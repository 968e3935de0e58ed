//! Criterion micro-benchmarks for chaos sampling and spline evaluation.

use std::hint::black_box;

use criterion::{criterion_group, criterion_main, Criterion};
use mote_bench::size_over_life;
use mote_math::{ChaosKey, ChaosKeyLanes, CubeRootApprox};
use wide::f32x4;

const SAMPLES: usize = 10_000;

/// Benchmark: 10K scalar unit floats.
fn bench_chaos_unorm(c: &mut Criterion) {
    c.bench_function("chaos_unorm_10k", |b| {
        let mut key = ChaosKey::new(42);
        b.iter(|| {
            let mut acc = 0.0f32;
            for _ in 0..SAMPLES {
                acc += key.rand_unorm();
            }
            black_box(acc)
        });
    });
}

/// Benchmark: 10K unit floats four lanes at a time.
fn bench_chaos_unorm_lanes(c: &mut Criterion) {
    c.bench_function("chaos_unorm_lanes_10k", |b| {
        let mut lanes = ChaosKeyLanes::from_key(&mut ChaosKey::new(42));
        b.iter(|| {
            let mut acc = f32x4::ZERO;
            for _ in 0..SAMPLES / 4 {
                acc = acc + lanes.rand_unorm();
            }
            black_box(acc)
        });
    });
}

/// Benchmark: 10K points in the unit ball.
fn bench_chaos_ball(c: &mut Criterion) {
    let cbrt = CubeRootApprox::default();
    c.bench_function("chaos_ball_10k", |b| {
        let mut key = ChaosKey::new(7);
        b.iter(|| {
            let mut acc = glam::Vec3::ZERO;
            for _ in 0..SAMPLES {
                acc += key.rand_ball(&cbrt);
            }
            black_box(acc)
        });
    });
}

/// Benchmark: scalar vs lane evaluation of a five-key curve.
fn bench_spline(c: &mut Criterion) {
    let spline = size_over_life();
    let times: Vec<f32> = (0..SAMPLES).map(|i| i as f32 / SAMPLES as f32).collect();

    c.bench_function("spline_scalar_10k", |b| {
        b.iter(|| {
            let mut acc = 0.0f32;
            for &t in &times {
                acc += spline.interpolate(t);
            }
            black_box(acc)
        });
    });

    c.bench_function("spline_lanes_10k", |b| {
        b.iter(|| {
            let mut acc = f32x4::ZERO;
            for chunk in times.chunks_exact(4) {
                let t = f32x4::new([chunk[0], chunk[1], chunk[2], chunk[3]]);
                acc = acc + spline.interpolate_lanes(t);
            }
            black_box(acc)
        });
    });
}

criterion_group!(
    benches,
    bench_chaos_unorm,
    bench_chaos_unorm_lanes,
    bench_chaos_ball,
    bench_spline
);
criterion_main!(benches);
***
**EXERCISE BRIEF:** Give every entry again, character for character.

**TASK RESPONSE:**
repository 968e3935de0e58ed
//! Criterion micro-benchmarks for chaos sampling and spline evaluation.

use std::hint::black_box;

use criterion::{criterion_group, criterion_main, Criterion};
use mote_bench::size_over_life;
use mote_math::{ChaosKey, ChaosKeyLanes, CubeRootApprox};
use wide::f32x4;

const SAMPLES: usize = 10_000;

/// Benchmark: 10K scalar unit floats.
fn bench_chaos_unorm(c: &mut Criterion) {
    c.bench_function("chaos_unorm_10k", |b| {
        let mut key = ChaosKey::new(42);
        b.iter(|| {
            let mut acc = 0.0f32;
            for _ in 0..SAMPLES {
                acc += key.rand_unorm();
            }
            black_box(acc)
        });
    });
}

/// Benchmark: 10K unit floats four lanes at a time.
fn bench_chaos_unorm_lanes(c: &mut Criterion) {
    c.bench_function("chaos_unorm_lanes_10k", |b| {
        let mut lanes = ChaosKeyLanes::from_key(&mut ChaosKey::new(42));
        b.iter(|| {
            let mut acc = f32x4::ZERO;
            for _ in 0..SAMPLES / 4 {
                acc = acc + lanes.rand_unorm();
            }
            black_box(acc)
        });
    });
}

/// Benchmark: 10K points in the unit ball.
fn bench_chaos_ball(c: &mut Criterion) {
    let cbrt = CubeRootApprox::default();
    c.bench_function("chaos_ball_10k", |b| {
        let mut key = ChaosKey::new(7);
        b.iter(|| {
            let mut acc = glam::Vec3::ZERO;
            for _ in 0..SAMPLES {
                acc += key.rand_ball(&cbrt);
            }
            black_box(acc)
        });
    });
}

/// Benchmark: scalar vs lane evaluation of a five-key curve.
fn bench_spline(c: &mut Criterion) {
    let spline = size_over_life();
    let times: Vec<f32> = (0..SAMPLES).map(|i| i as f32 / SAMPLES as f32).collect();

    c.bench_function("spline_scalar_10k", |b| {
        b.iter(|| {
            let mut acc = 0.0f32;
            for &t in &times {
                acc += spline.interpolate(t);
            }
            black_box(acc)
        });
    });

    c.bench_function("spline_lanes_10k", |b| {
        b.iter(|| {
            let mut acc = f32x4::ZERO;
            for chunk in times.chunks_exact(4) {
                let t = f32x4::new([chunk[0], chunk[1], chunk[2], chunk[3]]);
                acc = acc + spline.interpolate_lanes(t);
            }
            black_box(acc)
        });
    });
}

criterion_group!(
    benches,
    bench_chaos_unorm,
    bench_chaos_unorm_lanes,
    bench_chaos_ball,
    bench_spline
);
criterion_main!(benches);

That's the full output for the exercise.